Records contained in a dataset:
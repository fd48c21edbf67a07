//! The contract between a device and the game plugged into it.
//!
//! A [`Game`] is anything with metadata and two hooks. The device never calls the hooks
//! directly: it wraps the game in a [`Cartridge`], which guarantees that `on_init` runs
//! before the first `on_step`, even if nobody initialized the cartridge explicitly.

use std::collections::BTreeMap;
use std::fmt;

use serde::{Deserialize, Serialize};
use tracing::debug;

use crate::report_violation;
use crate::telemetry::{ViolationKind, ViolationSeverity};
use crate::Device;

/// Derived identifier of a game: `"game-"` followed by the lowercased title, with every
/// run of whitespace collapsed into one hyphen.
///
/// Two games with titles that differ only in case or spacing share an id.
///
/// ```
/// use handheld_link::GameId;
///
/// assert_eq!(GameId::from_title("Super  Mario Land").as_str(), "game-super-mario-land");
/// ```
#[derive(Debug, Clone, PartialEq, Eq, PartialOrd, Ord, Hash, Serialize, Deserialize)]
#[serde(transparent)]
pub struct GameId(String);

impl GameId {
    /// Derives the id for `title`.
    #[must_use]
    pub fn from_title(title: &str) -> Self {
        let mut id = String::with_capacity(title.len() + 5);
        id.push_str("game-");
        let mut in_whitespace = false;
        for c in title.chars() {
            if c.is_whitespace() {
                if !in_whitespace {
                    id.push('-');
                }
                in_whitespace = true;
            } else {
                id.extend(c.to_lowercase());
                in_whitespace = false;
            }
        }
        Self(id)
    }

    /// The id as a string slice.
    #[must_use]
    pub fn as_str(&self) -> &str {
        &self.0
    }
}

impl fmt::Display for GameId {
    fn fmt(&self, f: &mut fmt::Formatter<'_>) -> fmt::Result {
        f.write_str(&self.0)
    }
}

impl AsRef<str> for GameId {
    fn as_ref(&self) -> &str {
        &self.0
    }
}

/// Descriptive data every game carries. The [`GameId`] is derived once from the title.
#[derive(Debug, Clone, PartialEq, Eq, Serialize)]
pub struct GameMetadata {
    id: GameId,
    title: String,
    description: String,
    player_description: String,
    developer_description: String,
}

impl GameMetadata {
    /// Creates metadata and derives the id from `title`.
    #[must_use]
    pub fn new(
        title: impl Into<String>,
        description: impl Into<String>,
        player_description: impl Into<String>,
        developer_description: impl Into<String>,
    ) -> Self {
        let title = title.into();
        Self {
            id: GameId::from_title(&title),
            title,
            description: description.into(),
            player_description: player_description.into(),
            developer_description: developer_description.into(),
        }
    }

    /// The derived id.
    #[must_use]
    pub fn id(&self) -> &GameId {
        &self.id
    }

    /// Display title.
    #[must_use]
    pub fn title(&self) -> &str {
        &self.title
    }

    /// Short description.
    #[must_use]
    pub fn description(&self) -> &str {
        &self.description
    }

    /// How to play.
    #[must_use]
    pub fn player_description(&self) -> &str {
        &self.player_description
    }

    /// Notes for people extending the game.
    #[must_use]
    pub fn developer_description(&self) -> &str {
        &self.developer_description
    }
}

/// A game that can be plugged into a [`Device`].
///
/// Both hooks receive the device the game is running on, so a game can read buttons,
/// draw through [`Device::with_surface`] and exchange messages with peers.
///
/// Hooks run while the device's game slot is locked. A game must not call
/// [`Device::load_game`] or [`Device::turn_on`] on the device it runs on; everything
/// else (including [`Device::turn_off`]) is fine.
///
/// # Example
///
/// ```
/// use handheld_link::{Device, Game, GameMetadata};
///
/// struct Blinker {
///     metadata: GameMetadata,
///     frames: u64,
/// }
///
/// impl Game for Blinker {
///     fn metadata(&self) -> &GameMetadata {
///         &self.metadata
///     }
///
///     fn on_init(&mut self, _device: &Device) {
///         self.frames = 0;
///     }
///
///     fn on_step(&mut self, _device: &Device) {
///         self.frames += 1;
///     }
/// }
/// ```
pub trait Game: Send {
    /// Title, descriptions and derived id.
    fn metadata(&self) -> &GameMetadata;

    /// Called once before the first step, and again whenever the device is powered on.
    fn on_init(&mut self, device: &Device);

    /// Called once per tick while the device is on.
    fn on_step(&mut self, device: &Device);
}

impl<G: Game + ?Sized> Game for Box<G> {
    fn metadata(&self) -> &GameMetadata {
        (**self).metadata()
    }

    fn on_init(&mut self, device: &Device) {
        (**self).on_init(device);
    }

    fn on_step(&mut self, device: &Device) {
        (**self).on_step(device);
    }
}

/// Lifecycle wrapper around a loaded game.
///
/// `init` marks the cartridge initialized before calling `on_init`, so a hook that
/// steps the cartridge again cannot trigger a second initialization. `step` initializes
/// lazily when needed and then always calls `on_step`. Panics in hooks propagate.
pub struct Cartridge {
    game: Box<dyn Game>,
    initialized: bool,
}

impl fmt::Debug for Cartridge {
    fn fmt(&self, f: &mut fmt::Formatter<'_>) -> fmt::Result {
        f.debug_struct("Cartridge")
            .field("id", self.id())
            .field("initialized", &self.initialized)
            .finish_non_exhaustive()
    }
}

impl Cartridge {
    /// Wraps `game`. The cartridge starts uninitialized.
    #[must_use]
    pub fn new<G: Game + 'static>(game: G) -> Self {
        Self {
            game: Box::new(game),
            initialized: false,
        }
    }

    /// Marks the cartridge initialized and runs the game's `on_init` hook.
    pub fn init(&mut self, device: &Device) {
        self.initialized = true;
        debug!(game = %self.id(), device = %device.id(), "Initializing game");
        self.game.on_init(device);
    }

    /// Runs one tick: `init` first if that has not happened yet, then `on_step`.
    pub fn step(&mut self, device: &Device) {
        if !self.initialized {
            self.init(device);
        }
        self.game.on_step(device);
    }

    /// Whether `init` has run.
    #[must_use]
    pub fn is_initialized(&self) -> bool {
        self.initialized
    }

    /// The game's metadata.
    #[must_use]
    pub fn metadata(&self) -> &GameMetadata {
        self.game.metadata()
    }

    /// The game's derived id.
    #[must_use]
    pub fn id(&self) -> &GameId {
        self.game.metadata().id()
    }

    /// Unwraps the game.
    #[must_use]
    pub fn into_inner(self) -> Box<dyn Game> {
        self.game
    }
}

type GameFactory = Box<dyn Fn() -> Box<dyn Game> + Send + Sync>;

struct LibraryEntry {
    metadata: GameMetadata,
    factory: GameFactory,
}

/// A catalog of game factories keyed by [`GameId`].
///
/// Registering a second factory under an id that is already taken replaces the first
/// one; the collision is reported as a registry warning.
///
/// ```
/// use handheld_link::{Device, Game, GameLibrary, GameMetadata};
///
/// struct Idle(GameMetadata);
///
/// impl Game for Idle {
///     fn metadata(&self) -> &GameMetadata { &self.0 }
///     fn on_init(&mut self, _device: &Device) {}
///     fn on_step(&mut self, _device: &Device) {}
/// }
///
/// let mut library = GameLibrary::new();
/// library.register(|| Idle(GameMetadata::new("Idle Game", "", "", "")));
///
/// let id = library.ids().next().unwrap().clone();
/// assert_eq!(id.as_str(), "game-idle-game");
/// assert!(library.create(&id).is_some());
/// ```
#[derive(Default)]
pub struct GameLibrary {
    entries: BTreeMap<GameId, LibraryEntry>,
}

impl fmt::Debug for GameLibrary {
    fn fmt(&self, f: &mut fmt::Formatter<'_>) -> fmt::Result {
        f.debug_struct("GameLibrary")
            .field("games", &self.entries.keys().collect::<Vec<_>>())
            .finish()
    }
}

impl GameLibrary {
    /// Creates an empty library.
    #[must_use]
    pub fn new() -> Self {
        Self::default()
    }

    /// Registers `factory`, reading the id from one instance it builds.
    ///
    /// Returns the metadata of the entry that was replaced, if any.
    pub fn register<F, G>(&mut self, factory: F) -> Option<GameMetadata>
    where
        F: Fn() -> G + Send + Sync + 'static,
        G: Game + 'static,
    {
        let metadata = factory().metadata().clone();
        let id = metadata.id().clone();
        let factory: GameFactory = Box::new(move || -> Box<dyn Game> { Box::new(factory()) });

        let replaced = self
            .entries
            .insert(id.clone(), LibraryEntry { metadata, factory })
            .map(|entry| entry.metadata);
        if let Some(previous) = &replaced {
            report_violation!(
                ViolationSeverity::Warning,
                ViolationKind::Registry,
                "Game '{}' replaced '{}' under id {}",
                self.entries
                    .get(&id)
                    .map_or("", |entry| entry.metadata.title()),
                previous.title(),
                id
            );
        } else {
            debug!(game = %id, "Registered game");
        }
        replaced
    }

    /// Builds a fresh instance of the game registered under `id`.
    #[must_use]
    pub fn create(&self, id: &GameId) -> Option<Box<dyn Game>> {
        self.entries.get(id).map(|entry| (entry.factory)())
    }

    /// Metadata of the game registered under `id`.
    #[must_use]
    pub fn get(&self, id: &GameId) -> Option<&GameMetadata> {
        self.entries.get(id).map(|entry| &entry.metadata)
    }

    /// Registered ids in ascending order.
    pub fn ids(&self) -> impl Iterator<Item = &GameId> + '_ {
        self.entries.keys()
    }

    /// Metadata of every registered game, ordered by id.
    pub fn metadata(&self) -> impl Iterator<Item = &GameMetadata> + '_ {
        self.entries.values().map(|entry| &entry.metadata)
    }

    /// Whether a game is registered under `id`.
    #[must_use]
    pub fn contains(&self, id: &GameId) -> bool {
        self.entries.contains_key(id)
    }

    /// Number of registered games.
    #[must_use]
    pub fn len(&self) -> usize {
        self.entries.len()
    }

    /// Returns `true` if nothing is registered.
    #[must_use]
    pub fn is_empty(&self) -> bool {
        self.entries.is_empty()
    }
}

### About this task
Please output exactly the lines between the one holding "instance it builds." and the one holding "let metadata = factory().metadata().clone();" in the records above, inclusive, and nothing more.

### Answer to this exercise
    /// Registers `factory`, reading the id from one instance it builds.
    ///
    /// Returns the metadata of the entry that was replaced, if any.
    pub fn register<F, G>(&mut self, factory: F) -> Option<GameMetadata>
    where
        F: Fn() -> G + Send + Sync + 'static,
        G: Game + 'static,
    {
        let metadata = factory().metadata().clone();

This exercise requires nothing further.